The process of the proposed method can also be divided into four parts: preprocessing data, discovering POIs, determining categories, and associating POIs with categories. To implement the above idea, we first preprocessed check-in data based on temporal patterns. Secondly, we discovered POIs through spatial patterns by clustering these check-in data. Thirdly, we built a keyword dictionary for discovering the categories of POIs to be annotated via mining the text patterns. Finally, we associated the category with each POI.

2.2. Study Region and Flickr Data

In actual use, LBSN data is obtained through users’ check-in behavior. Check-in data contains a user’s profile, temporal and spatial information, as well as text comments. Making use of this information helps to discover the context information of check-in locations [21].

The check-in data used in this paper were collected from Flickr, which is an online photo management service that allows uploading and sharing photos publicly or within groups [2]. The metadata in Flickr contains several properties about the record and user ID, upload date and time, location where a photo was taken, description, and tags. The properties of a record are shown in

Table 1. Flickr metadata properties.

Fields	Example
Flickr_id	2387335789
User_id	25325048@N03
Create_date	2008-03-17
Create_time	17:37:39
Longitude	−73.995645
Latitude	40.731462
Title	“IMG_0559”
Content	light, manhattan, new+york, new+york+university
User_tags	new+york+city, nyc, nyu, shadow

, where Flickr_id is the identifier of each record on the Flickr website. User_id is the user’s identifier on the Flickr website and represents each registered user. Create_date and Create_time represent the date and time a record was uploaded, respectively. Longitude and Latitude correspond to the geographical location, which are entered automatically by the GPS in the camera or manually by a user who has identified the photo’s location on the map. The last three fields—Title, Content, and User_tags— form the user’s comment text. We can infer from what is in Table 1 that the example may belong to the “College & University” category since its “Content” includes the word “University” and its coordinate (“Longitude” and “Latitude”) is located at New York University.
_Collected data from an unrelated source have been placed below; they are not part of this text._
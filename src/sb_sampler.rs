use rand::seq::index;

use crate::sb_error::SamplingError;
use crate::sb_interface::{NodeId, SimRng};

/// Chooses which peers a node queries.
///
/// Implementations draw from the supplied rng only, so a run is reproducible
/// from its seed.
pub trait Sampler {
    /// Pick `k` distinct ids out of `0..population`, never `querier`.
    fn sample(
        &self,
        rng: &mut SimRng,
        querier: NodeId,
        population: usize,
        k: usize,
    ) -> Result<Vec<NodeId>, SamplingError>;
}

/// Uniform choice without replacement.
#[derive(Debug, Clone, Copy, Default)]
pub struct UniformSampler;

impl Sampler for UniformSampler {
    fn sample(
        &self,
        rng: &mut SimRng,
        querier: NodeId,
        population: usize,
        k: usize,
    ) -> Result<Vec<NodeId>, SamplingError> {
        // querier outside the population excludes nobody
        let available = if querier < population {
            population - 1
        } else {
            population
        };
        if k > available {
            return Err(SamplingError::SampleTooLarge {
                requested: k,
                available,
            });
        }

        // draw from the candidates with the querier removed, then shift back
        Ok(index::sample(rng, available, k)
            .into_iter()
            .map(|i| if i >= querier { i + 1 } else { i })
            .collect())
    }
}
Flickr has released a publicly available dataset of 49 million geotagged photos [22]. We extracted the metadata of partial records created by users worldwide from Flickr. This dataset contained 1,605,291 records, which were distributed worldwide as shown in Figure 1a. Meanwhile, we exploited KDE to analyze the popularity of Flickr check-in records, as shown in Figure 1b. There was apparently high popularity in several regions, such as North America and Europe, which are typically developed regions. It is not difficult to see that the popularity of check-ins in the northern hemisphere is substantially higher than that in the southern hemisphere.
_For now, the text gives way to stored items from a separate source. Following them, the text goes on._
//! Centralized Slush
//!
//! No per-node confidence and no finalization: a global count of nodes
//! preferring 1 is kept, and every round one non-Byzantine node may flip
//! according to an independent sample of size K. Byzantine nodes occupy ids
//! `0..num_byzantine`; they are sampled like anybody else but never drawn to
//! flip. The run ends once the count of 1s leaves the undecided band
//! `[num_param_nodes, num_nodes - num_param_nodes]`.

use rand::seq::index;
use rand::Rng;
use serde::{Deserialize, Serialize};

use crate::sb_error::ConfigError;
use crate::sb_interface::{Preference, Round, SimRng};

#[derive(Debug, Clone, PartialEq, Serialize, Deserialize)]
pub struct SlushConfig {
    pub num_nodes: usize,
    pub num_byzantine: usize,
    pub k: usize,
    /// Votes (or weighted votes) needed to flip the drawn node
    pub alpha: f64,
    /// Width of the band kept away from either edge before a decision
    pub num_param_nodes: usize,
    /// Safety cap; `None` runs until the band is left
    #[serde(default)]
    pub max_rounds: Option<Round>,
}

#[derive(Debug, Clone, Copy, PartialEq, Eq, Serialize, Deserialize)]
pub struct SlushOutcome {
    /// 1 if more than half of the nodes prefer 1
    pub decision: Preference,
    pub rounds: Round,
    /// False when the round cap stopped the run inside the band
    pub decided: bool,
}

impl SlushConfig {
    pub fn validate(&self, colors: usize) -> Result<(), ConfigError> {
        let invalid = |msg: String| Err(ConfigError::InvalidSlush(msg));

        if self.num_nodes == 0 {
            return invalid("num_nodes must be positive".to_string());
        }
        if colors != self.num_nodes {
            return invalid(format!(
                "{} colors given for {} nodes",
                colors, self.num_nodes
            ));
        }
        if self.num_byzantine >= self.num_nodes {
            return invalid(format!(
                "num_byzantine {} leaves no honest node out of {}",
                self.num_byzantine, self.num_nodes
            ));
        }
        if self.k == 0 || self.k > self.num_nodes {
            return invalid(format!("k {} must be in 1..={}", self.k, self.num_nodes));
        }
        if !(self.alpha.is_finite() && self.alpha > 0.0) {
            return invalid(format!("alpha {} must be positive", self.alpha));
        }
        if self.num_param_nodes == 0 && self.max_rounds.is_none() {
            return invalid(
                "num_param_nodes 0 never leaves the undecided band; set max_rounds".to_string(),
            );
        }
        if self.num_param_nodes > self.num_nodes {
            return invalid(format!(
                "num_param_nodes {} exceeds num_nodes {}",
                self.num_param_nodes, self.num_nodes
            ));
        }
        Ok(())
    }
}

/// Unweighted Slush: the yes-vote is the number of sampled 1s.
pub fn slush(
    config: &SlushConfig,
    colors: &mut [Preference],
    rng: &mut SimRng,
) -> Result<SlushOutcome, ConfigError> {
    config.validate(colors.len())?;
    Ok(run(config, colors, rng, |sample, colors| {
        Some(
            sample
                .iter()
                .filter(|i| colors[**i] == Preference::One)
                .count() as f64,
        )
    }))
}

/// Slush with per-node weights: the weighted yes-sum is normalized by the
/// sample's total weight and scaled back to K before comparing with alpha.
/// A sample of zero total weight changes nothing.
pub fn weighted_slush(
    config: &SlushConfig,
    colors: &mut [Preference],
    weights: &[f64],
    rng: &mut SimRng,
) -> Result<SlushOutcome, ConfigError> {
    config.validate(colors.len())?;
    if weights.len() != config.num_nodes {
        return Err(ConfigError::InvalidSlush(format!(
            "{} weights given for {} nodes",
            weights.len(),
            config.num_nodes
        )));
    }
    if weights.iter().any(|w| !w.is_finite() || *w < 0.0) {
        return Err(ConfigError::InvalidSlush(
            "weights must be finite and non-negative".to_string(),
        ));
    }

    let k = config.k as f64;
    Ok(run(config, colors, rng, |sample, colors| {
        let total: f64 = sample.iter().map(|i| weights[*i]).sum();
        if total <= 0.0 {
            return None;
        }
        let yes: f64 = sample
            .iter()
            .filter(|i| colors[**i] == Preference::One)
            .map(|i| weights[*i])
            .sum();
        Some(k * yes / total)
    }))
}

fn run<F>(
    config: &SlushConfig,
    colors: &mut [Preference],
    rng: &mut SimRng,
    mut yes_votes: F,
) -> SlushOutcome
where
    F: FnMut(&[usize], &[Preference]) -> Option<f64>,
{
    let n = config.num_nodes;
    let k = config.k as f64;
    let mut ones = colors.iter().filter(|c| **c == Preference::One).count();
    let mut rounds = 0;
    let mut decided = false;

    loop {
        if ones < config.num_param_nodes || ones > n - config.num_param_nodes {
            decided = true;
            break;
        }
        if config.max_rounds.map_or(false, |cap| rounds >= cap) {
            log::warn!(
                "slush stopped at the cap of {} rounds with {} of {} on 1",
                rounds,
                ones,
                n
            );
            break;
        }

        let drawn = rng.gen_range(config.num_byzantine..n);
        let sample = index::sample(rng, n, config.k).into_vec();

        if let Some(yes) = yes_votes(&sample, colors) {
            if yes >= config.alpha {
                if colors[drawn] == Preference::Zero {
                    ones += 1;
                }
                colors[drawn] = Preference::One;
            } else if k - yes >= config.alpha {
                if colors[drawn] == Preference::One {
                    ones -= 1;
                }
                colors[drawn] = Preference::Zero;
            }
        }

        rounds += 1;
    }

    let decision = if ones > n / 2 {
        Preference::One
    } else {
        Preference::Zero
    };
    log::debug!("slush decided {} after {} rounds", decision, rounds);

    SlushOutcome {
        decision,
        rounds,
        decided,
    }
}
To simplify the subsequent computation process and for verifying our method, we selected two regions: New York and London, which are both well-known international cities, where Flickr check-in records are quite dense. Numerically speaking, the coordinates of these two areas are (1) New York ($-74.05\sim -73.94°\mathrm{W},40.65\sim 40.80°\mathrm{N}$), (2) London ($-0.2\sim -0.05°\mathrm{W},51.47\sim 51.57°\mathrm{N}$). The spatial distributions of check-ins in the two regions are shown in Figure 2.

2.3. Preprocessing Flickr Data Based on Temporal Patterns

It is common to preprocess raw data before further analysis, which can ensure the completeness and accuracy of the data. There were some deviations within the Flickr raw dataset. We can exploit the temporal pattern to eliminate obviously wrong data from the raw dataset. For example, the Create_date of some records were obviously wrong (e.g., dates in the 1980s even though Flickr was founded in 2004). As shown in Figure 3, except for these with date errors, most of the records were created from 2005 to 2014. Since the objective of this paper is to infer categories of POIs through spatiotemporal patterns and text information in check-in data, data that were not georeferenced or had errors in any field were filtered out. We selected records according to 2 constraints: (1) the length of the comment text to be greater than 30 words, and (2) the Create_date of check-in between 2005 and 2014.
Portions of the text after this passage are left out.